Have you noticed what happens when people talk about Southeast Asian restaurants they like? Often, but not always, any combination of the following happens. Maybe first they act like they have discovered the restaurant themselves: an explorer of old, stomping down the highstreet as if the past hundred years haven’t happened. Colonial shadows come to the fore and they stake their metaphorical flag right in the middle of the dining room. They might then tell you to excuse the decor - it is awfully grubby in there, but don’t worry because the food is great. I bet you at some point they make a joke about the grumpy, sour faced staff - but don’t worry, because the food is great. I’m certain they will tell you how cheap it is; commoditising the food and seeing value in it only because it is inexpensive. Looking at the differences in results of a Google search of the best places to eat in Wellington, and then the cheap eats in Wellington, one is predominantly European and the other Southeast Asian. Now this simply can’t be the case.
KC Cafe was opened in 1998 by Michael Chan and has been feeding every kind of Wellingtonian ever since. I arrived in Wellington this year and have averaged a meal there every other week, but in reality this is now fast becoming once a week. It welcomed me like an old friend and it feels like potentially the most real restaurant I have ever been in, whatever that means.
It's sad that in 2022 people casually joke about the interiors of Southeast Asian restaurants, as if there is a collective amnesty on bigotry when talking about them. Go to any cafe and you’ll see boxes in the back stored near the toilets; it just seems people are more ready to notice them and comment on them when they are in a place that serves noodles. When talking to people about KC Cafe it comes up all the time. But take a moment when you next walk in and actually look. It’s beautiful. The deep, third room height wood panelling runs the length and breadth of the space. The wood carries onwards and around, mapping the underside of the serving hatch window through which you can see the hanging meats; its repeated pattern jutting neatly out into the room like the keen hull of a well-loved sailboat. The hanging meats, lacquered, proud and glamorously uplit like the star of the show. Look around and see that the hardwood floors and precise strip lighting are the stuff of a boutique fashion brand's dream - across Berlin and East London people are ripping out interiors to fit their new joints just like this, desperately searching antique fairs to find this quality of mismatched formica tables. And on the wall that menu, an iconic design that should be reproduced as posters, fridge magnets and mouse mats to be sold in their thousands.

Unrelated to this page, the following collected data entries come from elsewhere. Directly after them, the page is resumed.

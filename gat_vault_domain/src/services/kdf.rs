// /////////////////////////////////////////////////////////////////////////////
// Gat Vault RS
// Copyright (c) 2025 Michael Gardner, A Bit of Help, Inc.
// SPDX-License-Identifier: BSD-3-Clause
// See LICENSE file in the project root.
// /////////////////////////////////////////////////////////////////////////////

//! # Key Derivation and the Vault Key Bundle
//!
//! This module derives all vault key material. A password and a per-vault
//! salt produce the 32-byte master key `K_master` via scrypt (or
//! PBKDF2-HMAC-SHA256 as the portable fallback); HKDF-SHA256 then expands
//! `K_master` into five domain-separated 32-byte subkeys:
//!
//! | Subkey | Info string | Purpose |
//! |--------|-------------|---------|
//! | `k_file_enc` | `vault.v1.k_file_enc` | AES-256-GCM over documents |
//! | `k_filename_enc` | `vault.v1.k_filename_enc` | AES-256-GCM over filenames |
//! | `k_search` | `vault.v1.k_search` | Trapdoor HMAC |
//! | `k_index` | `vault.v1.k_index` | Reserved (derived, unused) |
//! | `k_index_mac` | `vault.v1.k_index_mac` | HMAC over index blocks |
//!
//! ## Security Properties
//!
//! - **Domain separation**: Distinct HKDF info strings make the subkeys
//!   cryptographically independent (RFC 5869); compromise of one subkey does
//!   not reveal another.
//! - **Password hardening**: scrypt with N >= 8192, r = 8, p = 1 by default;
//!   production deployments are expected to raise N to 32768 via
//!   configuration. PBKDF2 requires at least 200 000 iterations.
//! - **Verifier**: `SHA-256(K_master)` is stored with the salt so a wrong
//!   password is rejected at unlock without keeping `K_master` at rest.
//! - **Zeroization**: The bundle wipes its subkeys on drop; `K_master` is
//!   handed out only inside a `Zeroizing` buffer.
//!
//! The salt is not secret and is persisted with the vault record.

use ring::hkdf;
use ring::rand::{SecureRandom, SystemRandom};
use sha2::{Digest, Sha256};
use zeroize::{Zeroize, ZeroizeOnDrop, Zeroizing};

use crate::error::SseError;

/// Derived key length for every subkey: AES-256 and HMAC-SHA256 both take
/// 32-byte keys.
pub const DERIVED_KEY_LEN: usize = 32;

/// Random salt length minted for new vaults.
pub const SALT_LEN: usize = 32;

/// Shortest salt accepted by the KDFs.
pub const MIN_SALT_LEN: usize = 16;

/// PBKDF2 iteration floor.
pub const MIN_PBKDF2_ITERATIONS: u32 = 200_000;

// HKDF info strings; distinct to ensure independent keys (RFC 5869).
const INFO_K_FILE_ENC: &[u8] = b"vault.v1.k_file_enc";
const INFO_K_FILENAME_ENC: &[u8] = b"vault.v1.k_filename_enc";
const INFO_K_SEARCH: &[u8] = b"vault.v1.k_search";
const INFO_K_INDEX: &[u8] = b"vault.v1.k_index";
const INFO_K_INDEX_MAC: &[u8] = b"vault.v1.k_index_mac";

/// scrypt cost parameters.
///
/// `log_n` is the base-2 logarithm of the CPU/memory cost factor N. Defaults
/// follow the portable profile (N = 8192, r = 8, p = 1); hosts raise N
/// through configuration.
#[derive(Debug, Clone, Copy, PartialEq, Eq)]
pub struct ScryptParams {
    pub log_n: u8,
    pub r: u32,
    pub p: u32,
}

impl Default for ScryptParams {
    fn default() -> Self {
        // N = 8192
        Self { log_n: 13, r: 8, p: 1 }
    }
}

impl ScryptParams {
    /// Builds parameters from a raw cost factor N.
    ///
    /// # Errors
    ///
    /// Returns `SseError::InvalidParameter` when N is not a power of two or
    /// is below 2.
    pub fn from_cost(n: u64, r: u32, p: u32) -> Result<Self, SseError> {
        if n < 2 || !n.is_power_of_two() {
            return Err(SseError::invalid_parameter(format!(
                "scrypt N must be a power of two >= 2, got {}",
                n
            )));
        }
        Ok(Self {
            log_n: n.trailing_zeros() as u8,
            r,
            p,
        })
    }
}

/// Password-hardening KDF selection for unlock.
#[derive(Debug, Clone, Copy, PartialEq, Eq)]
pub enum KdfConfig {
    /// scrypt with explicit cost parameters (default)
    Scrypt(ScryptParams),
    /// PBKDF2-HMAC-SHA256 with an explicit iteration count
    Pbkdf2 { iterations: u32 },
}

impl Default for KdfConfig {
    fn default() -> Self {
        KdfConfig::Scrypt(ScryptParams::default())
    }
}

/// Derived keys for one vault. All subkeys are 32 bytes.
///
/// The bundle lives only in client memory while the vault is unlocked and is
/// wiped on drop. `Clone` exists so a capability holder can hand a working
/// copy to the client engine; every copy wipes itself independently.
#[derive(Clone)]
pub struct VaultKeyBundle {
    /// AES-256-GCM key for document payloads
    pub k_file_enc: [u8; DERIVED_KEY_LEN],
    /// AES-256-GCM key for filename records
    pub k_filename_enc: [u8; DERIVED_KEY_LEN],
    /// HMAC key for trapdoors and forward-private derivation
    pub k_search: [u8; DERIVED_KEY_LEN],
    /// Reserved: derived for forward compatibility, unused by the baseline
    /// index
    pub k_index: [u8; DERIVED_KEY_LEN],
    /// HMAC key protecting index blocks and entries
    pub k_index_mac: [u8; DERIVED_KEY_LEN],
}

impl Zeroize for VaultKeyBundle {
    fn zeroize(&mut self) {
        self.k_file_enc.zeroize();
        self.k_filename_enc.zeroize();
        self.k_search.zeroize();
        self.k_index.zeroize();
        self.k_index_mac.zeroize();
    }
}

impl ZeroizeOnDrop for VaultKeyBundle {}

impl std::fmt::Debug for VaultKeyBundle {
    // Key bytes must never reach logs.
    fn fmt(&self, f: &mut std::fmt::Formatter<'_>) -> std::fmt::Result {
        f.write_str("VaultKeyBundle{..}")
    }
}

/// Generates a random salt for a new vault. Not secret; persisted with the
/// vault record.
pub fn generate_salt() -> Result<[u8; SALT_LEN], SseError> {
    let rng = SystemRandom::new();
    let mut salt = [0u8; SALT_LEN];
    rng.fill(&mut salt)
        .map_err(|_| SseError::io_error("System CSPRNG failed to produce a salt"))?;
    Ok(salt)
}

/// Derives `K_master` from a password using scrypt.
///
/// # Errors
///
/// Returns `SseError::InvalidParameter` when the salt is shorter than 16
/// bytes or the cost parameters are rejected by the scrypt implementation.
pub fn scrypt_derive(
    password: &[u8],
    salt: &[u8],
    params: &ScryptParams,
) -> Result<Zeroizing<[u8; DERIVED_KEY_LEN]>, SseError> {
    if salt.len() < MIN_SALT_LEN {
        return Err(SseError::invalid_parameter(format!(
            "Salt must be at least {} bytes, got {}",
            MIN_SALT_LEN,
            salt.len()
        )));
    }
    let scrypt_params = scrypt::Params::new(params.log_n, params.r, params.p, DERIVED_KEY_LEN)
        .map_err(|e| SseError::invalid_parameter(format!("Invalid scrypt parameters: {}", e)))?;
    let mut out = Zeroizing::new([0u8; DERIVED_KEY_LEN]);
    scrypt::scrypt(password, salt, &scrypt_params, &mut *out)
        .map_err(|e| SseError::invalid_parameter(format!("scrypt derivation failed: {}", e)))?;
    Ok(out)
}

/// Derives `K_master` from a password using PBKDF2-HMAC-SHA256.
///
/// # Errors
///
/// Returns `SseError::InvalidParameter` when the salt is shorter than 16
/// bytes or the iteration count is below 200 000.
pub fn pbkdf2_derive(
    password: &[u8],
    salt: &[u8],
    iterations: u32,
) -> Result<Zeroizing<[u8; DERIVED_KEY_LEN]>, SseError> {
    if salt.len() < MIN_SALT_LEN {
        return Err(SseError::invalid_parameter(format!(
            "Salt must be at least {} bytes, got {}",
            MIN_SALT_LEN,
            salt.len()
        )));
    }
    if iterations < MIN_PBKDF2_ITERATIONS {
        return Err(SseError::invalid_parameter(format!(
            "PBKDF2 iterations must be at least {}, got {}",
            MIN_PBKDF2_ITERATIONS, iterations
        )));
    }
    let iterations = std::num::NonZeroU32::new(iterations)
        .ok_or_else(|| SseError::invalid_parameter("PBKDF2 iterations must be non-zero"))?;
    let mut out = Zeroizing::new([0u8; DERIVED_KEY_LEN]);
    ring::pbkdf2::derive(
        ring::pbkdf2::PBKDF2_HMAC_SHA256,
        iterations,
        salt,
        password,
        &mut *out,
    );
    Ok(out)
}

/// Derives the master key according to the selected KDF.
pub fn derive_master_key(
    password: &[u8],
    salt: &[u8],
    kdf: &KdfConfig,
) -> Result<Zeroizing<[u8; DERIVED_KEY_LEN]>, SseError> {
    match kdf {
        KdfConfig::Scrypt(params) => scrypt_derive(password, salt, params),
        KdfConfig::Pbkdf2 { iterations } => pbkdf2_derive(password, salt, *iterations),
    }
}

/// Expands one 32-byte subkey out of the HKDF PRK.
fn expand_subkey(prk: &hkdf::Prk, info: &'static [u8]) -> Result<[u8; DERIVED_KEY_LEN], SseError> {
    let info_slice = [info];
    let okm = prk
        .expand(&info_slice, hkdf::HKDF_SHA256)
        .map_err(|_| SseError::invalid_parameter("HKDF-Expand failed"))?;
    let mut out = [0u8; DERIVED_KEY_LEN];
    okm.fill(&mut out)
        .map_err(|_| SseError::invalid_parameter("HKDF output fill failed"))?;
    Ok(out)
}

/// Derives the five vault subkeys from `K_master` via HKDF-SHA256.
///
/// Extract uses an empty salt, which is sound because `K_master` is already
/// high-entropy KDF output.
///
/// # Errors
///
/// Returns `SseError::InvalidParameter` when `K_master` is shorter than 32
/// bytes.
pub fn derive_vault_keys(k_master: &[u8]) -> Result<VaultKeyBundle, SseError> {
    if k_master.len() < DERIVED_KEY_LEN {
        return Err(SseError::invalid_parameter(format!(
            "K_master must be at least 32 bytes, got {}",
            k_master.len()
        )));
    }
    let prk = hkdf::Salt::new(hkdf::HKDF_SHA256, &[]).extract(k_master);
    Ok(VaultKeyBundle {
        k_file_enc: expand_subkey(&prk, INFO_K_FILE_ENC)?,
        k_filename_enc: expand_subkey(&prk, INFO_K_FILENAME_ENC)?,
        k_search: expand_subkey(&prk, INFO_K_SEARCH)?,
        k_index: expand_subkey(&prk, INFO_K_INDEX)?,
        k_index_mac: expand_subkey(&prk, INFO_K_INDEX_MAC)?,
    })
}

/// Derives `K_master` and the full bundle in one step.
pub fn derive_vault_keys_from_password(
    password: &[u8],
    salt: &[u8],
    kdf: &KdfConfig,
) -> Result<(Zeroizing<[u8; DERIVED_KEY_LEN]>, VaultKeyBundle), SseError> {
    let k_master = derive_master_key(password, salt, kdf)?;
    let bundle = derive_vault_keys(k_master.as_ref())?;
    Ok((k_master, bundle))
}

/// Password verifier: `SHA-256(K_master)`.
///
/// Stored with the salt; lets unlock reject a wrong password without keeping
/// `K_master` at rest. Non-reversible.
pub fn password_verifier(k_master: &[u8]) -> [u8; 32] {
    Sha256::digest(k_master).into()
}
//! # Index Backend Contract Tests
//!
//! Both backends must satisfy the same contract: pair uniqueness,
//! deterministic iteration, doc purge, and batch atomicity surface. Plus the
//! one-shot JSON-to-SQLite migration.

use std::collections::BTreeMap;

use gat_vault::infrastructure::repositories::migrate_json_index;
use gat_vault::{JsonIndexBackend, SqliteIndexBackend};
use gat_vault_domain::repositories::IndexBackend;
use gat_vault_domain::SseError;
use tempfile::TempDir;

fn sample_batch() -> BTreeMap<String, Vec<String>> {
    let mut batch = BTreeMap::new();
    batch.insert("aaaa".to_string(), vec!["d1".to_string(), "d2".to_string()]);
    batch.insert("bbbb".to_string(), vec!["d2".to_string()]);
    batch.insert("cccc".to_string(), vec!["d3".to_string(), "d3".to_string()]);
    batch
}

async fn assert_contract(backend: &dyn IndexBackend) {
    backend.add_batch(&sample_batch()).await.unwrap();

    // Duplicate additions leave the state unchanged.
    backend.add("aaaa", &["d1".to_string()]).await.unwrap();
    backend.add_batch(&sample_batch()).await.unwrap();

    let entries = backend.entries().await.unwrap();
    assert_eq!(
        entries,
        vec![
            ("aaaa".to_string(), vec!["d1".to_string(), "d2".to_string()]),
            ("bbbb".to_string(), vec!["d2".to_string()]),
            ("cccc".to_string(), vec!["d3".to_string()]),
        ]
    );

    // Iteration is deterministic.
    assert_eq!(backend.entries().await.unwrap(), entries);

    // Footprint attribution covers exactly the indexed docs.
    let footprint = backend.bytes_per_doc().await.unwrap();
    assert!(footprint.get("d1").copied().unwrap_or(0) > 0);
    assert!(footprint.get("d2").copied().unwrap_or(0) > 0);
    assert!(footprint.get("d3").copied().unwrap_or(0) > 0);

    // Purging a doc removes every pair and drops empty tokens.
    backend.remove_doc_id("d2").await.unwrap();
    let entries = backend.entries().await.unwrap();
    assert_eq!(
        entries,
        vec![
            ("aaaa".to_string(), vec!["d1".to_string()]),
            ("cccc".to_string(), vec!["d3".to_string()]),
        ]
    );
    for (_, doc_ids) in &entries {
        assert!(!doc_ids.contains(&"d2".to_string()));
    }
}

#[tokio::test]
async fn test_json_backend_contract() {
    let dir = TempDir::new().unwrap();
    let backend = JsonIndexBackend::open(dir.path()).unwrap();
    assert_contract(&backend).await;
}

#[tokio::test]
async fn test_sqlite_backend_contract() {
    let backend = SqliteIndexBackend::in_memory().await.unwrap();
    assert_contract(&backend).await;
}

#[tokio::test]
async fn test_json_backend_persists_across_reopen() {
    let dir = TempDir::new().unwrap();
    {
        let backend = JsonIndexBackend::open(dir.path()).unwrap();
        backend.add_batch(&sample_batch()).await.unwrap();
    }
    let backend = JsonIndexBackend::open(dir.path()).unwrap();
    let entries = backend.entries().await.unwrap();
    assert_eq!(entries.len(), 3);
    assert_eq!(entries[0].0, "aaaa");
}

#[tokio::test]
async fn test_corrupt_json_index_fails_loudly() {
    let dir = TempDir::new().unwrap();
    std::fs::write(dir.path().join("index.json"), b"{ not json").unwrap();
    let err = JsonIndexBackend::open(dir.path()).unwrap_err();
    assert!(matches!(err, SseError::CorruptedStore(_)));
}

#[tokio::test]
async fn test_migration_preserves_entries_and_backs_up_json() {
    let dir = TempDir::new().unwrap();
    let expected = {
        let backend = JsonIndexBackend::open(dir.path()).unwrap();
        backend.add_batch(&sample_batch()).await.unwrap();
        backend.entries().await.unwrap()
    };

    assert!(migrate_json_index(dir.path()).await.unwrap());

    let backend = SqliteIndexBackend::open(dir.path()).await.unwrap();
    assert_eq!(backend.entries().await.unwrap(), expected);
    backend.close().await.unwrap();

    assert!(dir.path().join("index.json.bak").exists());
    assert!(!dir.path().join("index.json").exists());
    assert!(dir.path().join("index.db").exists());
}

#[tokio::test]
async fn test_migration_is_a_noop_without_json_or_with_existing_db() {
    let dir = TempDir::new().unwrap();
    // Nothing to migrate.
    assert!(!migrate_json_index(dir.path()).await.unwrap());

    // Existing SQLite index is never overwritten.
    let backend = SqliteIndexBackend::open(dir.path()).await.unwrap();
    backend.close().await.unwrap();
    std::fs::write(dir.path().join("index.json"), b"{}").unwrap();
    assert!(!migrate_json_index(dir.path()).await.unwrap());
    assert!(dir.path().join("index.json").exists());
}

#[tokio::test]
async fn test_migration_rejects_corrupt_json() {
    let dir = TempDir::new().unwrap();
    std::fs::write(dir.path().join("index.json"), b"[1, 2").unwrap();
    let err = migrate_json_index(dir.path()).await.unwrap_err();
    assert!(matches!(err, SseError::CorruptedStore(_)));
    // The corrupt file is left in place for manual repair.
    assert!(dir.path().join("index.json").exists());
}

That monolith of a menu. Looming over everyone like a benevolent god; organised into five broad categories: soups, claypot, stir fried, steamboat and finally noodle and rice dishes. I have seen people stand in front of its immense energy for upwards of fifteen minutes, rendered immobile with indecision and panic at the idea of narrowing down everything they want into a single, realistic order. But this is not the only menu. Three much smaller menus are hidden around the room. The first behind the tall floor plant by the golden meats, the second behind the open door that I missed on my first three or four first visits that holds a wealth of other hidden surprises, and the last one right next to the till that adds a final layer of last second jeopardy and doubt when finalising an order. If you take only one thing away from this piece let it be this: you know those four pieces of paper sellotaped to the perspex in front of the cash register; the ones written in Mandarin in permanent marker? Those are four pages of additional menu with things that aren’t written in English anywhere else in the room. I won’t spoil the surprise, but use your phone to work out what they say.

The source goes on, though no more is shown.